Notice that light passing through the cornea, lens and vitreous must pass through most of the retinal layers before reaching the light-sensitive portion of the photoreceptor; the outer segment in the receptor layer. Notice also that in the region of the fovea where the image of the central visual field center is focused, the retina consists of fewer layers (Figure 14.19): thereby minimizing the obstacles to forming a clear image on the fovea. The area around the fovea, the surrounding macula, is thicker because it contains the cell bodies and processes of retinal neurons receiving information from the receptors in the fovea.
The optic disc is formed by the retinal ganglion cell axons that are exiting the retina. It is located nasal to the fovea (Figure 14.19). This region of the retina is devoid of receptor cells and composed predominantly by the optic nerve layer. Consequently, it is the structural basis for the ‘blind spot” in the visual field.
The Photoreceptors
The human has two types of photoreceptors: the rods and cones (Figure 14.20). They are distinguished structurally by the shapes of their outer segments. The photopigments of the rods and cones also differ. The rod outer segment disks contain the photopigment rhodopsin, which absorbs a wide bandwidth of light. The cones differ in the color of light their photopigments absorbs: one type of photopigment absorbs red light, another green light, and a third blue light. As each cone receptor contains only one of the three types of cone photopigment, there are three types of cones; red, green or blue. Each cone responds best to a specific color of light, whereas the rods respond best to white light2. The rod and cone photopigments also differ in illumination sensitivity; rhodopsin breaks down at lower light levels than that required to breakdown cone photopigments. Consequently, the rods are more sensitive – at least at low levels of illumination.
14.4 Rods and Cones Form the Basis for Scotopic and Photopic Vision
The human visual system has two subsystems that operate at different light energy levels. The scotopic, dark-adapted system operates at low levels of illumination, whereas the photopic, light-adapted system operates at high levels of illumination.
Rods are responsible for the initiation of the scotopic visual process. Rods
- contain the photopigment rhodopsin, which breaks down when exposed to a wide bandwidth of light (i.e., it is achromatic).
- Rhodopsin is also more sensitive to light and reacts at lower light levels than the color sensitive (chromatic) cone pigments.
- have longer outer segments, more outer segment disks and, consequently, contain more photopigment.
- are more sensitive to light and function at scotopic (low) levels of illumination.

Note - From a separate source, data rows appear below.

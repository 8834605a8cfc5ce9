//! Half-open UTC time ranges with an optionally open end.

use chrono::{DateTime, Duration, Utc};
use serde::{Deserialize, Serialize};
use std::cmp::Ordering;
use std::fmt;

use crate::error::ValidationError;

/// A half-open range `[begin, end)`. `end == None` means the range is
/// open towards the future.
#[derive(Debug, Clone, Copy, PartialEq, Eq, Hash, Serialize, Deserialize)]
pub struct TimeRange {
    pub begin: DateTime<Utc>,
    pub end: Option<DateTime<Utc>>,
}

/// Compare two upper bounds, `None` being +infinity.
pub fn cmp_end(a: Option<DateTime<Utc>>, b: Option<DateTime<Utc>>) -> Ordering {
    match (a, b) {
        (None, None) => Ordering::Equal,
        (None, Some(_)) => Ordering::Greater,
        (Some(_), None) => Ordering::Less,
        (Some(a), Some(b)) => a.cmp(&b),
    }
}

impl TimeRange {
    /// Create a bounded range. Empty and inverted ranges are rejected.
    pub fn new(begin: DateTime<Utc>, end: DateTime<Utc>) -> Result<Self, ValidationError> {
        Self::with_end(begin, Some(end))
    }

    /// Create a range that is open towards the future.
    pub fn open(begin: DateTime<Utc>) -> Self {
        Self { begin, end: None }
    }

    pub fn with_end(
        begin: DateTime<Utc>,
        end: Option<DateTime<Utc>>,
    ) -> Result<Self, ValidationError> {
        let range = Self { begin, end };
        range.validate()?;
        Ok(range)
    }

    pub fn validate(&self) -> Result<(), ValidationError> {
        match self.end {
            Some(end) if end <= self.begin => Err(ValidationError::InvalidTimeRange {
                start: self.begin,
                end,
            }),
            _ => Ok(()),
        }
    }

    pub fn is_open(&self) -> bool {
        self.end.is_none()
    }

    /// Duration of a bounded range.
    pub fn duration(&self) -> Option<Duration> {
        self.end.map(|end| end - self.begin)
    }

    pub fn contains(&self, at: DateTime<Utc>) -> bool {
        self.begin <= at && self.end.map_or(true, |end| at < end)
    }

    pub fn overlaps(&self, other: &TimeRange) -> bool {
        let self_before_other_end = other.end.map_or(true, |end| self.begin < end);
        let other_before_self_end = self.end.map_or(true, |end| other.begin < end);
        self_before_other_end && other_before_self_end
    }

    /// `self` ends at or before `other` begins.
    pub fn is_strictly_left_of(&self, other: &TimeRange) -> bool {
        self.end.map_or(false, |end| end <= other.begin)
    }

    pub fn is_strictly_right_of(&self, other: &TimeRange) -> bool {
        other.is_strictly_left_of(self)
    }

    /// `self` ends exactly where `other` begins.
    pub fn is_adjacent_to(&self, other: &TimeRange) -> bool {
        self.end == Some(other.begin)
    }

    pub fn intersection(&self, other: &TimeRange) -> Option<TimeRange> {
        if !self.overlaps(other) {
            return None;
        }
        let begin = self.begin.max(other.begin);
        let end = match cmp_end(self.end, other.end) {
            Ordering::Greater => other.end,
            _ => self.end,
        };
        Some(TimeRange { begin, end })
    }

    /// Smallest range covering both.
    pub fn hull(&self, other: &TimeRange) -> TimeRange {
        let end = match cmp_end(self.end, other.end) {
            Ordering::Less => other.end,
            _ => self.end,
        };
        TimeRange {
            begin: self.begin.min(other.begin),
            end,
        }
    }

    /// Cut into consecutive bounded pieces of at most `step`.
    /// Open ranges are returned unchanged.
    pub fn chunks(&self, step: Duration) -> Vec<TimeRange> {
        let Some(end) = self.end else {
            return vec![*self];
        };
        if step <= Duration::zero() {
            return vec![*self];
        }
        let mut pieces = Vec::new();
        let mut begin = self.begin;
        while begin < end {
            let piece_end = (begin + step).min(end);
            pieces.push(TimeRange {
                begin,
                end: Some(piece_end),
            });
            begin = piece_end;
        }
        pieces
    }
}

impl fmt::Display for TimeRange {
    fn fmt(&self, f: &mut fmt::Formatter<'_>) -> fmt::Result {
        match self.end {
            Some(end) => write!(f, "[{}, {})", self.begin.to_rfc3339(), end.to_rfc3339()),
            None => write!(f, "[{}, +oo)", self.begin.to_rfc3339()),
        }
    }
}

- dominate in the peripheral retina (Figure 14.21A), which is color insensitive, has poor acuity (Figure 14.21B), but is sensitive to low levels of illumination.
Cones are responsible for the initiation of the photopic visual process. Cones
- contain photopigments that breakdown in the presence of a limited bandwidth of light (i.e., cone photopigments are chromatic).
- are color sensitive.
- are less sensitive to light and require high (daylight) illumination levels.
- are concentrated in the fovea (Figure 14.21A)
- in the fovea have image of the central visual field projected on them.
- in the fovea are responsible for photopic, light-adapted vision (i.e., high visual acuity and color vision) in the central visual field (Figure 14.21B)
Biochemical processes in the photoreceptors participate in dark and light adaptation. Notice when you enter a darkened room after spending time in daylight, it takes many minutes before you are able to see objects in the dim light. This slow increase in light sensitivity is called the dark-adaptation process and is related to the rate of regeneration of photopigments and to the intracellular concentration of calcium3. A contrasting, but faster, process occurs in high levels of illumination. When you are fully dark-adapted, exposure to bright light is at first blinding (massive photopigment breakdown and stimulation of photoreceptors) and is followed rapidly by a return of sight. This phenomenon, light adaptation, allows the cone response to dominate over rod responses at high illumination.
14.5 Visual Processing in the Retina
The photoreceptors exhibit a fairly high basal release of glutamate. When light strikes the photoreceptor cell, it initiates a biochemical process in the cell that reduces the release of glutamate from its axon terminal. The glutamate, in turn, affects the activity of the bipolar and horizontal cells, which synapse with the photoreceptor. The bipolar cells, in turn, synapse with amacrine and retinal ganglion cells. It is the axons of the retinal ganglion cells that exit the eye as the optic nerve and terminate in the brain. Notice that the direct pathway for the transmission of visual information from the eye to the brain includes only the receptor cell, bipolar cell and ganglion cell. The horizontal cells modulate the synaptic activity of receptor cells and, thereby, indirectly affect the transmission of visual information by bipolar cells. Similarly the amacrine cells modulate the synaptic activity of the retinal bipolar and ganglion cells, thereby affecting the transmission of visual information by the ganglion cells.
Bipolar Cells
Within the outer plexiform layer of the retina, approximately 125 million photoreceptor cells synapse with approximately 10 million bipolar cells. A smaller number of horizontal cells also synapse with the photoreceptor cells within the outer plexiform layer of the retina. The bipolar and horizontal cells respond to the glutamate released by the photoreceptor cells4.
- Bipolar cells
- do not generate action potentials.
- respond to the release of glutamate from photoreceptors with graded potentials (i.e., by hyperpolarizing or depolarizing).
Bipolar cells differ based on their responses to photoreceptor stimulation.
- There are at least two types of bipolar cells based on their responses to glutamate.
- The off bipolar cells are depolarized by glutamate.
- The on bipolar cells are hyperpolarized by glutamate.
- The two bipolar cell types have different functional properties.
- The off bipolar cells function to detect dark objects in a lighter background.
- The on bipolar cells function to detect light objects in a darker background.
The stimulus condition that produces a depolarizing response from a bipolar cell is used to name the bipolar cell type.
- An off bipolar cell depolarizes when the photoreceptors that synapse with it are in the dark (i.e., when the light is off, Figure 14.22).
- An on bipolar cell depolarizes when the photoreceptors that synapse with are in the light (i.e., when the light is on, Figure 14.22). Note that the depolarization of the on bipolar cell does not result from excitation of the presynaptic cell but rather from a reduction of the inhibitory action of glutamate produced by the light-induced decreased release of glutamate from the photoreceptor.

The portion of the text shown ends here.